Food-Induced Cushing Syndrome
GIP, like ACTH, can cause hypersecretion of cortisol after mixed meals, leading to food-induced Cushing syndrome or ACTH-independent macronodular adrenal hyperplasia (AIMAH).[22] GIP-R are present in the zona fasciculate of the adrenal cortex. Following a meal, GIP concentration increases in the blood, causing an increase in cortisol even in the presence of low ACTH. Treatment of AIMAH involves the use of somatostatin analogs such as octreotide.[23]
Clinical Significance
DPP-4 inhibitors (linagliptin, saxagliptin, and sitagliptin) are oral hypoglycemic agents. Inhibition of DPP-4 results in increased plasma concentration of incretins and glucose-dependent insulin release. Therefore, they are beneficial in the treatment of diabetes.
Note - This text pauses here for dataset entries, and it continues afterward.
#![no_main]

use libfuzzer_sys::fuzz_target;
use party_game_client::{decode, PresentationEvent, Router};

fuzz_target!(|data: &[u8]| {
    // Frames arrive as text; anything else never reaches the decoder.
    let Ok(text) = std::str::from_utf8(data) else {
        return;
    };

    // Decoding and routing must never panic, whatever the frame holds.
    if let Ok(envelope) = decode(text) {
        let mut sink: Vec<PresentationEvent> = Vec::new();
        let _ = Router::default().route(&envelope, &mut sink);
    }

    // Raw-byte path through serde_json's own UTF-8 handling.
    let _ = serde_json::from_slice::<party_game_client::InboundEnvelope>(data);
});
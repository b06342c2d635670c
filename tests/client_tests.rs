//! Integration-style client tests for the party-game client.
//!
//! Uses the scripted `MockConnector` from `tests/common` to drive
//! `PartyClient` through connection lifecycles and server envelopes, and
//! checks what reaches the presentation sink and the wire.
//!
//! Timer-dependent tests run on a paused clock so reconnect and start pacing
//! resolve instantly and deterministically.

#![allow(
    clippy::unwrap_used,
    clippy::expect_used,
    clippy::panic,
    clippy::todo,
    clippy::unimplemented,
    clippy::indexing_slicing
)]

mod common;

use std::time::Duration;

use party_game_client::sink::NotificationPosition;
use party_game_client::{
    CloseCode, ConnectionState, ConnectionStatus, Notification, PartyClient, PartyConfig,
    PartyError, PresentationEvent, RoomId, Router, TransportEvent,
};
use serde_json::json;
use tokio_test::assert_ok;

use common::{
    action_json, guess_json, hint_json, init_tracing, message, noun_json, start_json, Attempt, MockConnector,
    Probe, RecordingSink, ServerHandle,
};

// ════════════════════════════════════════════════════════════════════
// Helpers
// ════════════════════════════════════════════════════════════════════

fn config() -> PartyConfig {
    PartyConfig::new("localhost:8080", RoomId::from_path("/game/blue-otter").unwrap())
}

fn start(attempts: Vec<Attempt>) -> (PartyClient, RecordingSink, Probe) {
    init_tracing();
    let (connector, probe) = MockConnector::new(attempts);
    let sink = RecordingSink::default();
    let client = PartyClient::start(connector, sink.clone(), config());
    (client, sink, probe)
}

fn status(s: ConnectionStatus) -> PresentationEvent {
    PresentationEvent::ConnectionStatus(s)
}

fn abnormal_session() -> Attempt {
    Attempt::Open(vec![TransportEvent::Closed(CloseCode::ABNORMAL)])
}

/// Let the session task and any due timers run.
async fn settle() {
    tokio::time::sleep(Duration::from_millis(10)).await;
}

// ════════════════════════════════════════════════════════════════════
// Connection lifecycle
// ════════════════════════════════════════════════════════════════════

#[tokio::test(start_paused = true)]
async fn connects_to_room_scoped_endpoint() {
    let (mut client, sink, probe) = start(vec![Attempt::Open(vec![])]);
    settle().await;

    assert_eq!(
        *probe.urls.lock().unwrap(),
        vec!["ws://localhost:8080/ws/blue-otter".to_string()]
    );
    assert_eq!(sink.events(), vec![status(ConnectionStatus::Connected)]);
    assert_eq!(client.state(), ConnectionState::Open);

    client.shutdown().await;
}

#[tokio::test(start_paused = true)]
async fn six_consecutive_abnormal_closes_schedule_five_reconnects() {
    let (mut client, sink, probe) = start((0..6).map(|_| abnormal_session()).collect());

    tokio::time::sleep(Duration::from_secs(120)).await;

    assert_eq!(probe.connects(), 6, "initial connect plus five retries");
    assert_eq!(client.reconnect_attempts(), 5);
    assert_eq!(client.state(), ConnectionState::Closed);

    let disconnects = sink
        .events()
        .into_iter()
        .filter(|e| *e == status(ConnectionStatus::Disconnected))
        .count();
    assert_eq!(disconnects, 6);

    client.shutdown().await;
}

#[tokio::test(start_paused = true)]
async fn refused_attempts_share_the_same_budget() {
    // Every attempt is refused; the connector's script is empty.
    let (mut client, _sink, probe) = start(vec![]);

    tokio::time::sleep(Duration::from_secs(120)).await;

    assert_eq!(probe.connects(), 6);
    assert_eq!(client.reconnect_attempts(), 5);

    client.shutdown().await;
}

#[tokio::test(start_paused = true)]
async fn reconnects_are_spaced_by_fixed_delay() {
    let (mut client, _sink, probe) = start((0..3).map(|_| abnormal_session()).collect());

    settle().await;
    assert_eq!(probe.connects(), 1);

    tokio::time::sleep(Duration::from_secs(2)).await;
    assert_eq!(probe.connects(), 2);

    tokio::time::sleep(Duration::from_secs(2)).await;
    assert_eq!(probe.connects(), 3);

    client.shutdown().await;
}

#[tokio::test(start_paused = true)]
async fn clean_close_never_reconnects_even_with_budget_spent() {
    let (server, live) = ServerHandle::pair();
    let (mut client, sink, probe) = start(vec![abnormal_session(), abnormal_session(), live]);

    tokio::time::sleep(Duration::from_secs(10)).await;
    assert_eq!(probe.connects(), 3);
    assert_eq!(client.reconnect_attempts(), 2);

    server.close(CloseCode::GOING_AWAY);
    tokio::time::sleep(Duration::from_secs(60)).await;

    assert_eq!(probe.connects(), 3);
    assert_eq!(client.reconnect_attempts(), 2);
    assert_eq!(client.state(), ConnectionState::Closed);
    assert_eq!(
        sink.events().last(),
        Some(&status(ConnectionStatus::Disconnected))
    );

    client.shutdown().await;
}

#[tokio::test(start_paused = true)]
async fn repeated_connect_yields_one_socket() {
    let (mut client, _sink, probe) = start(vec![Attempt::Open(vec![]), Attempt::Open(vec![])]);

    assert_ok!(client.connect());
    assert_ok!(client.connect());
    settle().await;
    assert_ok!(client.connect());
    settle().await;

    assert_eq!(probe.connects(), 1);

    client.shutdown().await;
}

#[tokio::test(start_paused = true)]
async fn manual_connect_after_clean_close_opens_new_socket() {
    let (mut client, sink, probe) = start(vec![
        Attempt::Open(vec![TransportEvent::Closed(CloseCode::NORMAL)]),
        Attempt::Open(vec![]),
    ]);
    settle().await;
    assert_eq!(client.state(), ConnectionState::Closed);

    assert_ok!(client.connect());
    settle().await;

    assert_eq!(probe.connects(), 2);
    assert_eq!(client.state(), ConnectionState::Open);
    assert_eq!(
        sink.events(),
        vec![
            status(ConnectionStatus::Connected),
            status(ConnectionStatus::Disconnected),
            status(ConnectionStatus::Connected),
        ]
    );

    client.shutdown().await;
}

#[tokio::test(start_paused = true)]
async fn unsupported_transport_is_reported_once() {
    let (mut client, sink, probe) = start(vec![Attempt::Unsupported]);
    assert_ok!(client.connect());

    tokio::time::sleep(Duration::from_secs(30)).await;

    assert_eq!(probe.connects(), 1);
    assert_eq!(sink.events(), vec![status(ConnectionStatus::Unsupported)]);
    assert_eq!(
        ConnectionStatus::Unsupported.message(),
        "WebSockets are not supported in this environment."
    );

    client.shutdown().await;
}

#[tokio::test(start_paused = true)]
async fn transport_error_reports_without_changing_state() {
    let (server, live) = ServerHandle::pair();
    let (mut client, sink, _probe) = start(vec![live]);
    settle().await;

    server.error("connection reset");
    settle().await;

    assert_eq!(client.state(), ConnectionState::Open);
    assert_eq!(
        sink.take(),
        vec![
            status(ConnectionStatus::Connected),
            status(ConnectionStatus::Error)
        ]
    );

    client.shutdown().await;
}

#[tokio::test(start_paused = true)]
async fn shutdown_closes_socket_and_rejects_further_calls() {
    let (mut client, sink, probe) = start(vec![Attempt::Open(vec![])]);
    settle().await;

    client.shutdown().await;

    assert_eq!(probe.closes.load(std::sync::atomic::Ordering::SeqCst), 1);
    assert_eq!(sink.events().last(), Some(&status(ConnectionStatus::Disconnected)));
    assert!(matches!(client.start_game(), Err(PartyError::NotConnected)));
}

// ════════════════════════════════════════════════════════════════════
// Inbound dispatch
// ════════════════════════════════════════════════════════════════════

#[tokio::test(start_paused = true)]
async fn correct_guess_logs_once_and_notifies_once() {
    let (mut client, sink, _probe) = start(vec![Attempt::Open(vec![message(guess_json(
        "cat", true, "cat",
    ))])]);
    settle().await;

    let events = sink.events();
    let guesses: Vec<_> = events
        .iter()
        .filter(|e| matches!(e, PresentationEvent::PrependGuess(_)))
        .collect();
    assert_eq!(guesses, vec![&PresentationEvent::PrependGuess("cat".into())]);

    let notifications: Vec<_> = events
        .iter()
        .filter_map(|e| match e {
            PresentationEvent::Notify(n) => Some(n),
            _ => None,
        })
        .collect();
    assert_eq!(notifications.len(), 1);
    assert!(notifications[0].message.contains("\"cat\""));
    assert_eq!(notifications[0].position, NotificationPosition::BottomRight);

    client.shutdown().await;
}

#[tokio::test(start_paused = true)]
async fn action_notifies_and_appends_badge() {
    let (mut client, sink, _probe) = start(vec![Attempt::Open(vec![message(action_json(
        "Alice played a card",
        "alice",
    ))])]);
    settle().await;

    assert_eq!(
        sink.events(),
        vec![
            status(ConnectionStatus::Connected),
            PresentationEvent::Notify(Notification {
                message: "Alice played a card".into(),
                position: NotificationPosition::TopRight,
                timeout: Duration::from_secs(1),
            }),
            PresentationEvent::AppendPlayerBadge("AL".into()),
        ]
    );

    client.shutdown().await;
}

#[tokio::test(start_paused = true)]
async fn malformed_frame_is_dropped_and_dispatch_continues() {
    let (mut client, sink, _probe) = start(vec![Attempt::Open(vec![
        message("not json at all".into()),
        message(r#"{"type":"hint"}"#.into()),
        message(hint_json("animal", "purrs")),
    ])]);
    settle().await;

    assert_eq!(
        sink.events(),
        vec![
            status(ConnectionStatus::Connected),
            PresentationEvent::SpinnerVisible(false),
            PresentationEvent::ShowHint {
                noun_type: "animal".into(),
                text: "purrs".into()
            },
        ]
    );
    assert_eq!(client.state(), ConnectionState::Open);

    client.shutdown().await;
}

#[tokio::test(start_paused = true)]
async fn unknown_type_is_ignored() {
    let (mut client, sink, _probe) = start(vec![Attempt::Open(vec![
        message(json!({"type": "scoreboard", "body": {"alice": 3}}).to_string()),
        message(noun_json("lighthouse")),
    ])]);
    settle().await;

    assert_eq!(
        sink.events(),
        vec![
            status(ConnectionStatus::Connected),
            PresentationEvent::Alert("Your noun is \"lighthouse\"".into()),
            PresentationEvent::SetCurrentNoun("lighthouse".into()),
        ]
    );

    client.shutdown().await;
}

#[tokio::test(start_paused = true)]
async fn inbound_frames_are_handled_in_arrival_order() {
    let (server, live) = ServerHandle::pair();
    let (mut client, sink, _probe) = start(vec![live]);
    settle().await;
    sink.take();

    for name in ["ada", "bo", "cy"] {
        server.push(action_json("joined", name));
    }
    settle().await;

    let badges: Vec<_> = sink
        .events()
        .into_iter()
        .filter_map(|e| match e {
            PresentationEvent::AppendPlayerBadge(alias) => Some(alias),
            _ => None,
        })
        .collect();
    assert_eq!(badges, vec!["AD", "BO", "CY"]);

    client.shutdown().await;
}

#[tokio::test(start_paused = true)]
async fn custom_router_handles_new_tag() {
    let (connector, _probe) = MockConnector::new(vec![Attempt::Open(vec![message(
        json!({"type": "round", "body": 3}).to_string(),
    )])]);
    let sink = RecordingSink::default();
    let router = Router::default().register(
        "round",
        |env: &party_game_client::InboundEnvelope,
         sink: &mut dyn party_game_client::PresentationSink|
         -> party_game_client::Result<()> {
            let round: u32 = env.body_as()?;
            sink.alert(&format!("Round {round}"));
            Ok(())
        },
    );
    let mut client = PartyClient::start_with_router(connector, sink.clone(), router, config());
    settle().await;

    assert_eq!(
        sink.events().last(),
        Some(&PresentationEvent::Alert("Round 3".into()))
    );

    client.shutdown().await;
}

// ════════════════════════════════════════════════════════════════════
// Outbound actions
// ════════════════════════════════════════════════════════════════════

#[tokio::test(start_paused = true)]
async fn start_game_applies_optimistic_ui_then_sends_after_delay() {
    let (mut client, sink, probe) = start(vec![Attempt::Open(vec![])]);
    settle().await;
    sink.take();

    assert_ok!(client.start_game());
    settle().await;

    assert_eq!(
        sink.take(),
        vec![
            PresentationEvent::StartControlVisible(false),
            PresentationEvent::SpinnerVisible(true),
        ]
    );
    assert!(probe.sent().is_empty());

    tokio::time::sleep(Duration::from_millis(1500)).await;
    assert!(probe.sent().is_empty());

    tokio::time::sleep(Duration::from_millis(600)).await;
    assert_eq!(probe.sent_json(), vec![json!({"type": "start", "msg": {}})]);

    client.shutdown().await;
}

#[tokio::test(start_paused = true)]
async fn server_start_mirrors_optimistic_transition() {
    let (mut client, sink, _probe) = start(vec![Attempt::Open(vec![message(start_json())])]);
    settle().await;

    assert_eq!(
        sink.events(),
        vec![
            status(ConnectionStatus::Connected),
            PresentationEvent::StartControlVisible(false),
            PresentationEvent::SpinnerVisible(true),
        ]
    );

    client.shutdown().await;
}

#[tokio::test(start_paused = true)]
async fn messages_are_sent_in_submission_order() {
    let (mut client, _sink, probe) = start(vec![Attempt::Open(vec![])]);
    settle().await;

    for line in ["is it alive?", "does it fly?", "owl"] {
        assert_ok!(client.send_message(line));
    }
    settle().await;

    assert_eq!(
        probe.sent_json(),
        vec![
            json!({"type": "message", "msg": {"message": "is it alive?"}}),
            json!({"type": "message", "msg": {"message": "does it fly?"}}),
            json!({"type": "message", "msg": {"message": "owl"}}),
        ]
    );

    client.shutdown().await;
}

#[tokio::test(start_paused = true)]
async fn message_while_closed_is_dropped_not_queued() {
    let (mut client, _sink, probe) = start(vec![
        Attempt::Open(vec![TransportEvent::Closed(CloseCode::ABNORMAL)]),
        Attempt::Open(vec![]),
    ]);
    settle().await;
    assert_eq!(client.state(), ConnectionState::Closed);

    assert_ok!(client.send_message("lost"));
    tokio::time::sleep(Duration::from_secs(3)).await;
    assert_eq!(client.state(), ConnectionState::Open);

    assert_ok!(client.send_message("kept"));
    settle().await;

    assert_eq!(
        probe.sent_json(),
        vec![json!({"type": "message", "msg": {"message": "kept"}})]
    );

    client.shutdown().await;
}

#[tokio::test(start_paused = true)]
async fn paced_start_is_sent_exactly_once() {
    let (mut client, _sink, probe) = start(vec![Attempt::Open(vec![])]);
    settle().await;
    assert_ok!(client.start_game());
    tokio::time::sleep(Duration::from_secs(3)).await;

    assert_eq!(probe.sent().len(), 1);

    client.shutdown().await;
}

#[tokio::test(start_paused = true)]
async fn start_with_events_delivers_over_channel() {
    let (connector, _probe) = MockConnector::new(vec![Attempt::Open(vec![message(noun_json(
        "kite",
    ))])]);
    let (mut client, mut events) = PartyClient::start_with_events(connector, config());

    assert_eq!(events.recv().await.unwrap(), status(ConnectionStatus::Connected));
    assert_eq!(
        events.recv().await.unwrap(),
        PresentationEvent::Alert("Your noun is \"kite\"".into())
    );
    assert_eq!(
        events.recv().await.unwrap(),
        PresentationEvent::SetCurrentNoun("kite".into())
    );

    client.shutdown().await;
}
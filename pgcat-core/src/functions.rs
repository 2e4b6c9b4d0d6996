//! Entry points exposed to the surrounding SQL glue and decoding engine.
//!
//! The in-sync cache is process-wide: one instance per thread, created on
//! first use. It follows whichever session is passed in; switching to a
//! session it has not seen before discards the cached entries.

use crate::callbacks::OutputPluginCallbacks;
use crate::catalog::{Invalidation, InvalidationRegistry, RelationId, RelationResolver};
use crate::error::Result;
use crate::insync::InSyncCache;
use crate::loader::PluginLoader;
use crate::origin::{self, BasePlugin};

thread_local! {
    static IN_SYNC_CACHE: InSyncCache = InSyncCache::new();
}

/// Locks `schema.relation` for the session's transaction and reports whether
/// it has been marked in-sync.
pub fn check_in_sync<S>(session: &S, schema: &str, relation: &str) -> Result<bool>
where
    S: RelationResolver + InvalidationRegistry,
{
    IN_SYNC_CACHE.with(|cache| {
        cache.ensure_initialized(session);
        cache.lookup_and_check(session, schema, relation)
    })
}

pub fn mark_in_sync(relid: RelationId) {
    IN_SYNC_CACHE.with(|cache| cache.mark_in_sync(relid));
}

pub fn invalidate(invalidation: Invalidation) {
    IN_SYNC_CACHE.with(|cache| cache.invalidate(invalidation));
}

pub fn with_in_sync_cache<R>(f: impl FnOnce(&InSyncCache) -> R) -> R {
    IN_SYNC_CACHE.with(f)
}

/// Output plugin entry point: fills `callbacks` from the base plugin and
/// installs the local-origin filter.
pub fn output_plugin_init(
    loader: &dyn PluginLoader,
    callbacks: &mut OutputPluginCallbacks,
) -> Result<()> {
    origin::init_decorated(loader, &BasePlugin::default(), callbacks)
}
Studies have shown that DPP-4 inhibitors are well tolerated, weight neutral, and do not cause hypoglycemia due to their glucose-dependent action.[17] Also, gliptins are cardioprotective as they decrease systolic blood pressure and endothelial inflammation.[24] Although recent studies have shown gliptins to increase the risk of hospitalization with heart failure in patients with type 2 diabetes mellitus, this area requires more research.[25] Patients with type 2 diabetes mellitus are increasingly receiving treatment with modified Roux-en-Y gastric bypass surgery (RYGB). Several studies have demonstrated enhanced GLP-1 response and reduced GIP secretion following RYGB, which contributes to improved glucose tolerance following the surgery in patients with diabetes.[26]